Tuesday, January 26, 2016

2-IN-1 STORY: Russia, OPEC Hint At Oil Production Cuts

© Sergei Karpukhin / Reuters

Both Russia and OPEC have separately implied they are ready to cut crude output amid collapsing prices.

RT report continues:

According to Russian Deputy Prime Minister Arkady Dvorkovich, Moscow has the instruments to keep the oil output at the current level, but the prices could take a toll.“If prices remain low for a long time, a production cut is possible. This is what our partners - other countries – know,” he said on Tuesday. 

Dvorkovich added that after a period of low investment in this area in the whole world, "oil prices will almost inevitably rise, but to what level - no one knows, and then production will begin to grow again."

This came as OPEC Governor Nawal al-Fuzaia hinted on Tuesday that OPEC is ready to cut production in an effort to slow down the plunge in oil prices. The governor told an energy forum in Kuwait that OPEC is ready to "cooperate" with others to stabilize the crude market.

"OPEC is willing to cooperate with producers outside the group if they show that they are serious about cooperating with OPEC. Non-OPEC producers keep on making statements that they are willing to cooperate, but the reality is different," she said, quoted by Dow Jones Newswires.

Al-Fuzaia also said prices are unlikely to rebound to the highs of 2014, but still could grow to US$40-US$60 per barrel through 2020.
Brent crude was trading at US$30.67 per barrel, while West Texas Intermediate stood at US$30.62 as of 2:15pm GMT Tuesday.

© Faisal Nasser / Reuters
Saudi Arabia Says It Can Move Beyond Crude
RT reports that Riyadh has outlined an ambitious economic development plan aimed at dramatically reducing its dependence on crude prices, Reuters reports. Last year Saudi Arabia saw a US$98 billion deficit because of low oil prices.
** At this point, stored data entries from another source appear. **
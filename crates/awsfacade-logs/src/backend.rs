//! The seam between [`LogFacade`](crate::LogFacade) and a provider.

use async_trait::async_trait;
use awsfacade_core::{FacadeResult, Page, PageRequest};

use crate::types::{LogEvent, LogGroup, LogStream, TimeWindow};

/// Log aggregation read operations, one provider request each.
#[async_trait]
pub trait LogBackend: Send + Sync + std::fmt::Debug {
    /// One page of log groups, optionally by name prefix.
    async fn describe_log_groups(
        &self,
        name_prefix: Option<&str>,
        page: &PageRequest,
    ) -> FacadeResult<Page<LogGroup>>;

    /// One page of the streams of `group`, optionally by name prefix.
    async fn describe_log_streams(
        &self,
        group: &str,
        stream_prefix: Option<&str>,
        page: &PageRequest,
    ) -> FacadeResult<Page<LogStream>>;

    /// One page of events in `group` matching `pattern` within `window`.
    ///
    /// An empty `pattern` matches every event.
    async fn filter_log_events(
        &self,
        group: &str,
        pattern: &str,
        window: &TimeWindow,
        page: &PageRequest,
    ) -> FacadeResult<Page<LogEvent>>;
}
//! Common types shared across facades.

use std::fmt;

use crate::error::{FacadeError, FacadeResult};

/// AWS Account ID (12-digit string).
#[derive(Debug, Clone, PartialEq, Eq, Hash, serde::Serialize, serde::Deserialize)]
pub struct AccountId(String);

impl AccountId {
    /// Account ID used by local emulators and the in-memory backends.
    pub const DEFAULT: &'static str = "000000000000";

    /// Create a new account ID from a string.
    ///
    /// # Errors
    /// Returns an error if the account ID is not a 12-digit numeric string.
    pub fn new(id: impl Into<String>) -> FacadeResult<Self> {
        let id = id.into();
        if id.len() != 12 || !id.chars().all(|c| c.is_ascii_digit()) {
            return Err(FacadeError::invalid_input(format!(
                "invalid AWS account ID: {id} (must be 12-digit numeric string)"
            )));
        }
        Ok(Self(id))
    }

    /// Get the account ID as a string slice.
    #[must_use]
    pub fn as_str(&self) -> &str {
        &self.0
    }
}

impl Default for AccountId {
    fn default() -> Self {
        Self(Self::DEFAULT.to_owned())
    }
}

impl fmt::Display for AccountId {
    fn fmt(&self, f: &mut fmt::Formatter<'_>) -> fmt::Result {
        f.write_str(&self.0)
    }
}

/// AWS Region identifier.
#[derive(Debug, Clone, PartialEq, Eq, Hash, serde::Serialize, serde::Deserialize)]
pub struct AwsRegion(String);

impl AwsRegion {
    /// Default region.
    pub const DEFAULT: &'static str = "us-east-1";

    /// Create a new region.
    #[must_use]
    pub fn new(region: impl Into<String>) -> Self {
        Self(region.into())
    }

    /// Get the region as a string slice.
    #[must_use]
    pub fn as_str(&self) -> &str {
        &self.0
    }
}

impl Default for AwsRegion {
    fn default() -> Self {
        Self(Self::DEFAULT.to_owned())
    }
}

impl fmt::Display for AwsRegion {
    fn fmt(&self, f: &mut fmt::Formatter<'_>) -> fmt::Result {
        f.write_str(&self.0)
    }
}

/// Request for a single page of a paginated listing.
///
/// `token` is the opaque cursor returned in [`Page::next_token`] by the
/// previous call; `limit` caps the number of entries the provider returns
/// (the provider's own default applies when unset).
#[derive(Debug, Clone, Default, PartialEq, Eq)]
pub struct PageRequest {
    /// Continuation token from a previous page.
    pub token: Option<String>,
    /// Maximum number of entries to return.
    pub limit: Option<usize>,
}

impl PageRequest {
    /// First page with the provider's default size.
    #[must_use]
    pub fn first() -> Self {
        Self::default()
    }

    /// First page of at most `limit` entries.
    #[must_use]
    pub fn with_limit(limit: usize) -> Self {
        Self {
            token: None,
            limit: Some(limit),
        }
    }

    /// The page following `token`, keeping this request's limit.
    #[must_use]
    pub fn after(&self, token: impl Into<String>) -> Self {
        Self {
            token: Some(token.into()),
            limit: self.limit,
        }
    }

    /// `limit` as the `i32` most SDK operations expect.
    #[must_use]
    pub fn limit_i32(&self) -> Option<i32> {
        self.limit.map(|l| i32::try_from(l).unwrap_or(i32::MAX))
    }
}

/// One page of results plus the token for the next page, if any.
#[derive(Debug, Clone, PartialEq, Eq)]
pub struct Page<T> {
    /// Entries on this page.
    pub items: Vec<T>,
    /// Cursor for the next page; `None` when the listing is exhausted.
    pub next_token: Option<String>,
}

impl<T> Page<T> {
    /// Build a page.
    #[must_use]
    pub fn new(items: Vec<T>, next_token: Option<String>) -> Self {
        Self { items, next_token }
    }

    /// Whether more pages follow.
    #[must_use]
    pub fn has_more(&self) -> bool {
        self.next_token.is_some()
    }

    /// Number of entries on this page.
    #[must_use]
    pub fn len(&self) -> usize {
        self.items.len()
    }

    /// Whether this page has no entries.
    #[must_use]
    pub fn is_empty(&self) -> bool {
        self.items.is_empty()
    }
}

impl<T> Default for Page<T> {
    fn default() -> Self {
        Self {
            items: Vec::new(),
            next_token: None,
        }
    }
}

/// Slice an in-memory, already ordered listing into a page.
///
/// The token is the decimal offset of the first entry of the next page.
/// Used by the in-memory backends, which have no native cursor.
///
/// # Errors
/// Returns [`FacadeError::InvalidInput`] when the token is not an offset
/// produced by a previous call.
pub fn paginate<T>(mut entries: Vec<T>, page: &PageRequest, default_limit: usize) -> FacadeResult<Page<T>> {
    let start = match page.token.as_deref() {
        None => 0,
        Some(token) => token
            .parse::<usize>()
            .map_err(|_| FacadeError::invalid_input(format!("invalid page token: {token}")))?,
    };
    let limit = page.limit.unwrap_or(default_limit).max(1);
    if start >= entries.len() {
        return Ok(Page::default());
    }
    let end = start.saturating_add(limit).min(entries.len());
    let next_token = (end < entries.len()).then(|| end.to_string());
    entries.truncate(end);
    let items = entries.split_off(start);
    Ok(Page::new(items, next_token))
}

#[cfg(test)]
mod tests {
    use super::*;

    #[test]
    fn test_should_create_valid_account_id() {
        let id = AccountId::new("123456789012").unwrap();
        assert_eq!(id.as_str(), "123456789012");
    }

    #[test]
    fn test_should_reject_invalid_account_id() {
        assert!(AccountId::new("12345").is_err());
        assert!(AccountId::new("abcdefghijkl").is_err());
    }

    #[test]
    fn test_should_use_default_region() {
        assert_eq!(AwsRegion::default().as_str(), "us-east-1");
    }

    #[test]
    fn test_should_paginate_in_order() {
        let entries: Vec<u32> = (0..5).collect();
        let first = paginate(entries.clone(), &PageRequest::with_limit(2), 100).unwrap();
        assert_eq!(first.items, vec![0, 1]);
        assert_eq!(first.next_token.as_deref(), Some("2"));

        let req = PageRequest::with_limit(2).after("4");
        let last = paginate(entries, &req, 100).unwrap();
        assert_eq!(last.items, vec![4]);
        assert!(!last.has_more());
    }

    #[test]
    fn test_should_return_empty_page_past_the_end() {
        let page = paginate(vec![1, 2], &PageRequest::first().after("10"), 100).unwrap();
        assert!(page.is_empty());
        assert!(page.next_token.is_none());
    }

    #[test]
    fn test_should_reject_foreign_token() {
        let err = paginate(vec![1], &PageRequest::first().after("abc"), 100).unwrap_err();
        assert_eq!(err.kind(), crate::ErrorKind::InvalidInput);
    }
}
//! Pub/sub facade.
//!
//! [`TopicFacade`] manages topics and subscriptions and publishes messages,
//! over [`SdkTopics`] (`aws-sdk-sns`) or [`MemoryTopics`], which records
//! messages instead of delivering them.

mod backend;
mod facade;
mod memory;
mod sdk;
mod types;

pub use backend::TopicBackend;
pub use facade::TopicFacade;
pub use memory::MemoryTopics;
pub use sdk::SdkTopics;
pub use types::{LIST_PAGE_SIZE, Protocol, PublishReceipt, PublishedMessage, Subscription, Topic};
The authorities intend to restructure the economy by investing more in other sectors, particularly in healthcare, tourism and IT. Saudi Arabia also says it intends to liberalize the market in order to attract foreign investors.
"It's going to switch from simple quantitative growth based on commodity exports to qualitative growth that is evenly distributed across the economy,” said Khalid al-Falih, chairman of national oil company Saudi Aramco.
Commerce and Industry Minister Tawfiq al-Rabiah said Saudi Arabia had been a victim of the so-called "Dutch disease" - total dependence on oil in the economy - but is now trying to change that.
Saudi Arabia had US$628 billion in reserves in November, but analyst doubt Riyadh’s ability to implement the changes, as almost two-thirds of local workers are in the public sector.
"The transition away from being a renter state is not a comfortable one,” David Chaudron, managing partner of the California-based Organized Change Consultancy told Reuters.
"They’re trying. But the fundamental question is: will their trying bear enough fruit before the downside of the current system hits? Or is it a day late and a dollar short? Will the forces of change ultimately be enough to overcome the inertia of the current system? I don’t know,” he added.
Saudi Arabia, the leading country in OPEC, is considered by some to be the main culprit behind the crude price collapse. The Kingdom refuses to cut crude production despite the supply glut on the global market.
Prices have fallen from US$115 in July 2014 to about US$30 per barrel on Tuesday.